• [WORK TASK] The lines needed are those from the start of the records through the line holding "use crate::generate::kernel_name;", each copied exactly.

• [Data extracted from a collection]

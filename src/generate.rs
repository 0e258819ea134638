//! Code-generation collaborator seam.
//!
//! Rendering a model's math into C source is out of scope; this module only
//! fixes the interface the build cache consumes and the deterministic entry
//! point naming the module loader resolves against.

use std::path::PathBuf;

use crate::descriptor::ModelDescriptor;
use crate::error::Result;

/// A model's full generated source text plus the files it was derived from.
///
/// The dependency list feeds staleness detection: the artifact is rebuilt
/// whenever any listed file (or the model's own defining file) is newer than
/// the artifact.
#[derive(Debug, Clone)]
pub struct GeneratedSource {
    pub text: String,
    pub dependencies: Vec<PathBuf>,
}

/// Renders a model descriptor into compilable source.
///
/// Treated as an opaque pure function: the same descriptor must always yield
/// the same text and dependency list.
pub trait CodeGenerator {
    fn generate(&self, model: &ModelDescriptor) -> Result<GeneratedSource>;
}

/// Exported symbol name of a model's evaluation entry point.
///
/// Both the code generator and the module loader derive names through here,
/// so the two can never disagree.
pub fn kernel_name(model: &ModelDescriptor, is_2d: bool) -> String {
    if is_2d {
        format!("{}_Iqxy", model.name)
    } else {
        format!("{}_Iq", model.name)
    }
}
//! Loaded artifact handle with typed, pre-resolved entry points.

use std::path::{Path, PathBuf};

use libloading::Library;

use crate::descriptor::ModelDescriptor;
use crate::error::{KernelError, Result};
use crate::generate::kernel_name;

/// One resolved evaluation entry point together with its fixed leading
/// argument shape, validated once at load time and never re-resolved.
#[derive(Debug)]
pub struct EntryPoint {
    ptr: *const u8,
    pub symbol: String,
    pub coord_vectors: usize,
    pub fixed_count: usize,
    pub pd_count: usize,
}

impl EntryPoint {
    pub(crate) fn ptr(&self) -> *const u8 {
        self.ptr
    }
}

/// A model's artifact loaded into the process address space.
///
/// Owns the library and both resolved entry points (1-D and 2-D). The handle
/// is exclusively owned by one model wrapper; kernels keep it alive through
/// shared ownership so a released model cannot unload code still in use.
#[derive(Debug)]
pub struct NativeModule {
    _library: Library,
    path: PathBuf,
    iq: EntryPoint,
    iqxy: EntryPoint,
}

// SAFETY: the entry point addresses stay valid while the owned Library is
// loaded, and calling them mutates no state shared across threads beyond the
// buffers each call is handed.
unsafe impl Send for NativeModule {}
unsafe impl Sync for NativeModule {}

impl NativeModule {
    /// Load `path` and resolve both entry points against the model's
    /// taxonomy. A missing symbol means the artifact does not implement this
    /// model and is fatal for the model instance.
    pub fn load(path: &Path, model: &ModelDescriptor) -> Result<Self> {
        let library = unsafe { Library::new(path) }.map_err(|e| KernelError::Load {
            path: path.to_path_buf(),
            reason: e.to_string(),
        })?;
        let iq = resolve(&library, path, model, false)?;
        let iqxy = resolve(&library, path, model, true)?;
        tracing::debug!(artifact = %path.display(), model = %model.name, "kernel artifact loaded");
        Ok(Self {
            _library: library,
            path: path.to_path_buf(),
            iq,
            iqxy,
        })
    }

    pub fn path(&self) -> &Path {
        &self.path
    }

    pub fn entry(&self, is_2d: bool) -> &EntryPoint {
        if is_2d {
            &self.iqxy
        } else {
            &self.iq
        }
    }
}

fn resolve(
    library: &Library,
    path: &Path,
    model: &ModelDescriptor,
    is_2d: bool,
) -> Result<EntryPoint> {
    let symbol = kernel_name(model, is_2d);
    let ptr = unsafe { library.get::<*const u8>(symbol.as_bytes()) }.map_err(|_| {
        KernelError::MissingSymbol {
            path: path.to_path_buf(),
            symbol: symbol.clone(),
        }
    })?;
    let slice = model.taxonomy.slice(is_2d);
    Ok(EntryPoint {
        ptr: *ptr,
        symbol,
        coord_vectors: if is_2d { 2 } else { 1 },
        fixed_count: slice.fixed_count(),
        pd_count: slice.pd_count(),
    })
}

• [ANSWER BOX]
filename src/generate.rs
repository 0e258819ea134638
//! Code-generation collaborator seam.
//!
//! Rendering a model's math into C source is out of scope; this module only
//! fixes the interface the build cache consumes and the deterministic entry
//! point naming the module loader resolves against.

use std::path::PathBuf;

use crate::descriptor::ModelDescriptor;
use crate::error::Result;

/// A model's full generated source text plus the files it was derived from.
///
/// The dependency list feeds staleness detection: the artifact is rebuilt
/// whenever any listed file (or the model's own defining file) is newer than
/// the artifact.
#[derive(Debug, Clone)]
pub struct GeneratedSource {
    pub text: String,
    pub dependencies: Vec<PathBuf>,
}

/// Renders a model descriptor into compilable source.
///
/// Treated as an opaque pure function: the same descriptor must always yield
/// the same text and dependency list.
pub trait CodeGenerator {
    fn generate(&self, model: &ModelDescriptor) -> Result<GeneratedSource>;
}

/// Exported symbol name of a model's evaluation entry point.
///
/// Both the code generator and the module loader derive names through here,
/// so the two can never disagree.
pub fn kernel_name(model: &ModelDescriptor, is_2d: bool) -> String {
    if is_2d {
        format!("{}_Iqxy", model.name)
    } else {
        format!("{}_Iq", model.name)
    }
}
//! Loaded artifact handle with typed, pre-resolved entry points.

use std::path::{Path, PathBuf};

use libloading::Library;

use crate::descriptor::ModelDescriptor;
use crate::error::{KernelError, Result};
use crate::generate::kernel_name;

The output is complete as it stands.